(Task directions): The word "ModelStatus" marks the lines to copy; find all of them in the entries below.

○ ○ ○ ○ ○ ○ ○

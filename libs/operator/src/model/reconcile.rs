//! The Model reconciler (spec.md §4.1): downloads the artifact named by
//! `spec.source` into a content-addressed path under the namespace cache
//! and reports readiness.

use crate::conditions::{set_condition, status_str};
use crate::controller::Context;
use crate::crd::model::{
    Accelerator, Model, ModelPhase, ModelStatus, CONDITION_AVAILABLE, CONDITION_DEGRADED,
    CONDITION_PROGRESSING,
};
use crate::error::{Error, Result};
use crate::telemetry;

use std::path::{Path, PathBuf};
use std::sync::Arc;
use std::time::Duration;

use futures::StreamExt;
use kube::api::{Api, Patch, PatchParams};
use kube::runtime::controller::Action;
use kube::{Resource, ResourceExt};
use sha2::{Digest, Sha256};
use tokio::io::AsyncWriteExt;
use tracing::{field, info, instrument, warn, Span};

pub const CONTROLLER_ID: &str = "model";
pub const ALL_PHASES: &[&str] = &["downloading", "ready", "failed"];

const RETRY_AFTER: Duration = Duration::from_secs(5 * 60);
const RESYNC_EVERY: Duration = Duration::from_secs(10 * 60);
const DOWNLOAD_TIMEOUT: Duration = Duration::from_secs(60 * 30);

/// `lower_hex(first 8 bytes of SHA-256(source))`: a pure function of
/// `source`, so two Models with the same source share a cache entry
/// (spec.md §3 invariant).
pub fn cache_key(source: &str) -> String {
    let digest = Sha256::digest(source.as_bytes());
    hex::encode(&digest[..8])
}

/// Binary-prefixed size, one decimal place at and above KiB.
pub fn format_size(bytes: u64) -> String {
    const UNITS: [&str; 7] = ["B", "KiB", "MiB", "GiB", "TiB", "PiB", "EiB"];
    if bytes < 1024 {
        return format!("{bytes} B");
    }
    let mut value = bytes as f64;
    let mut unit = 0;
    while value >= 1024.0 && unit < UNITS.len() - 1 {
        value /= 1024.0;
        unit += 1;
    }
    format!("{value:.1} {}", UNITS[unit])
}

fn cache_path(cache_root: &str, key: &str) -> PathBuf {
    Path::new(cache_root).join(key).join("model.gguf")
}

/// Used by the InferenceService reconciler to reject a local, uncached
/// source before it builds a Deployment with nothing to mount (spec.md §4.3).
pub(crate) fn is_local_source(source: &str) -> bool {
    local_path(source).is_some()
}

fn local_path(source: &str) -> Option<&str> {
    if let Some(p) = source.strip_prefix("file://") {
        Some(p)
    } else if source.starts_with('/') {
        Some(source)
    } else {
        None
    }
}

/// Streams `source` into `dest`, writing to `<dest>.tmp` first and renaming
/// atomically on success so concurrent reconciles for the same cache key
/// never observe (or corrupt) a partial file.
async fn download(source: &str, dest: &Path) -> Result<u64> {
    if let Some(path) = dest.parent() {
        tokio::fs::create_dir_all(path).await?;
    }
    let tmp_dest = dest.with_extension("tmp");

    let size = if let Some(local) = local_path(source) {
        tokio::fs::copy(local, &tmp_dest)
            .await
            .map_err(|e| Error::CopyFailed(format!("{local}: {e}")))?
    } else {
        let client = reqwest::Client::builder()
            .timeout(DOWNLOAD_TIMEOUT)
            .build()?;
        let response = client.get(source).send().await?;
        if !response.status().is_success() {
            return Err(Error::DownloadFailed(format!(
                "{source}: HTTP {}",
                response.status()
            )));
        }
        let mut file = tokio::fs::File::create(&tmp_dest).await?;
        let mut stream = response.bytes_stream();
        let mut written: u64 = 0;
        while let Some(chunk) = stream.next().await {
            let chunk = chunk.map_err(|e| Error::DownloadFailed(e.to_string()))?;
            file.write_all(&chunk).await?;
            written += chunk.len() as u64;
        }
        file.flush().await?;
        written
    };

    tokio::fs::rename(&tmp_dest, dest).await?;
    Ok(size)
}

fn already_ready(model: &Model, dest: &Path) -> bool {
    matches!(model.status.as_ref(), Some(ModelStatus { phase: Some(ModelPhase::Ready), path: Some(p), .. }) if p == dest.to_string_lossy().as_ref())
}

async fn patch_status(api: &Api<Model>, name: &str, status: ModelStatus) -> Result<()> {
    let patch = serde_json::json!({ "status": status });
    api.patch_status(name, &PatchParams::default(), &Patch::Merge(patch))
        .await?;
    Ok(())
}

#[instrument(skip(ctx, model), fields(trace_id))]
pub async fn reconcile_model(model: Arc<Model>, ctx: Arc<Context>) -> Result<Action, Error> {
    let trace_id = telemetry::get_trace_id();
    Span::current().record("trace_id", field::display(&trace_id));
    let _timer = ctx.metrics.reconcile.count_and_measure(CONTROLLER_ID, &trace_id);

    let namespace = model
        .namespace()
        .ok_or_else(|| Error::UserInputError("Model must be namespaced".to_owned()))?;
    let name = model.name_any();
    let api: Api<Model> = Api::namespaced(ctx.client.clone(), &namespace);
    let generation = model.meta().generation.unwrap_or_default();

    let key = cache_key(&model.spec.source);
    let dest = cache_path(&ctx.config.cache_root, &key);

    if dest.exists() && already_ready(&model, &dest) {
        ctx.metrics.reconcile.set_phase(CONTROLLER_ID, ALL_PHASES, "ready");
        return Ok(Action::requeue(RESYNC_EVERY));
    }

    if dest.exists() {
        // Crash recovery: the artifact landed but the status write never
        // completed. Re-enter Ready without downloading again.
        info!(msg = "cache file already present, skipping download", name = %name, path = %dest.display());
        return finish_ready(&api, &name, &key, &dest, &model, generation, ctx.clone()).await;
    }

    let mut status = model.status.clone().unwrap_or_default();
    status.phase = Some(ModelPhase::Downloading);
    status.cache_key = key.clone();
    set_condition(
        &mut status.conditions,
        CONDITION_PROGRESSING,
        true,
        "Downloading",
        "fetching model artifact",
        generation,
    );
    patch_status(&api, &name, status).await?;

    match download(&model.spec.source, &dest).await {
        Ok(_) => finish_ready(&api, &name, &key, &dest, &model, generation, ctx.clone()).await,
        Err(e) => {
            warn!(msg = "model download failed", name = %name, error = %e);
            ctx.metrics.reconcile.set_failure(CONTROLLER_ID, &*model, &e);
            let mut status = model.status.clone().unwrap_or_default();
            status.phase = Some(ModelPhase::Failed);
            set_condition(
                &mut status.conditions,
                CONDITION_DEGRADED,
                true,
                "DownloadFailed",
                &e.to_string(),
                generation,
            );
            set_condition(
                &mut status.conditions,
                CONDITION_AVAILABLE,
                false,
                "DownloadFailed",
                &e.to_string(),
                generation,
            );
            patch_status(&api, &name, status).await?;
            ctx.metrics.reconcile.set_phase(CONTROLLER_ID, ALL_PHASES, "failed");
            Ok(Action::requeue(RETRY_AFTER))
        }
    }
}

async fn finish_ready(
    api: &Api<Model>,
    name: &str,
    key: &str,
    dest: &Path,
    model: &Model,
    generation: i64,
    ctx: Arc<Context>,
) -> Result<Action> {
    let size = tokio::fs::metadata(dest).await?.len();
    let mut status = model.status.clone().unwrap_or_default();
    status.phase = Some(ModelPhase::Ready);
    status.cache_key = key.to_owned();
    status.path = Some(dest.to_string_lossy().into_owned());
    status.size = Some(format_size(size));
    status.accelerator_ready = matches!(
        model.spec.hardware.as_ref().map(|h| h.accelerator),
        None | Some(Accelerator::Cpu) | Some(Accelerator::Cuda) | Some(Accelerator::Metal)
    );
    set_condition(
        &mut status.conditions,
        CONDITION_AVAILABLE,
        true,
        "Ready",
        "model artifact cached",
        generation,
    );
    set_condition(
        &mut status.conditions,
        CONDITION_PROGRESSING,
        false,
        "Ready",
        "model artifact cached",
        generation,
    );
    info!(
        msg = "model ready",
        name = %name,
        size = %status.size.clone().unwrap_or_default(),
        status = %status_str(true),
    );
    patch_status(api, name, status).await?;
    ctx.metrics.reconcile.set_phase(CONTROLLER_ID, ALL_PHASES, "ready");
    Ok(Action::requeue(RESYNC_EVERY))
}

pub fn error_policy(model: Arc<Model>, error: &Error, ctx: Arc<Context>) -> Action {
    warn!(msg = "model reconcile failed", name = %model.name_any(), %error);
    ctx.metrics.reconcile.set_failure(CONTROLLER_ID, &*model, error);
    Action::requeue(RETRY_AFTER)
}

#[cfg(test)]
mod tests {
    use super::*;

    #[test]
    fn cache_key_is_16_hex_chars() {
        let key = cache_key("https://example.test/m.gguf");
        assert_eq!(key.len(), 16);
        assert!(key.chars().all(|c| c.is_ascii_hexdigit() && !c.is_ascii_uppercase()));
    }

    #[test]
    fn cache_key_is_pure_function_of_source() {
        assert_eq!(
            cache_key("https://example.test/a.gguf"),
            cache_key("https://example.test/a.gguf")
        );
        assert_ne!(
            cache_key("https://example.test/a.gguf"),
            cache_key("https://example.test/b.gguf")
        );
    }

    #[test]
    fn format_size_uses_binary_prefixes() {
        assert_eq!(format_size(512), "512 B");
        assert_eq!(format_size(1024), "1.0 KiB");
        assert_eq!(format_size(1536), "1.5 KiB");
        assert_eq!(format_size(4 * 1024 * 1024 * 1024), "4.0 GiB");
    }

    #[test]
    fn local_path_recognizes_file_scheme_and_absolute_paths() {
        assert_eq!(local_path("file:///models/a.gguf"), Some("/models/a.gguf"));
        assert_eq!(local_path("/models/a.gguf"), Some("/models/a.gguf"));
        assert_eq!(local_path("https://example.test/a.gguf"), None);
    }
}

○ ○ ○ ○ ○ ○ ○

(Exercise solution):
    Accelerator, Model, ModelPhase, ModelStatus, CONDITION_AVAILABLE, CONDITION_DEGRADED,
    matches!(model.status.as_ref(), Some(ModelStatus { phase: Some(ModelPhase::Ready), path: Some(p), .. }) if p == dest.to_string_lossy().as_ref())
async fn patch_status(api: &Api<Model>, name: &str, status: ModelStatus) -> Result<()> {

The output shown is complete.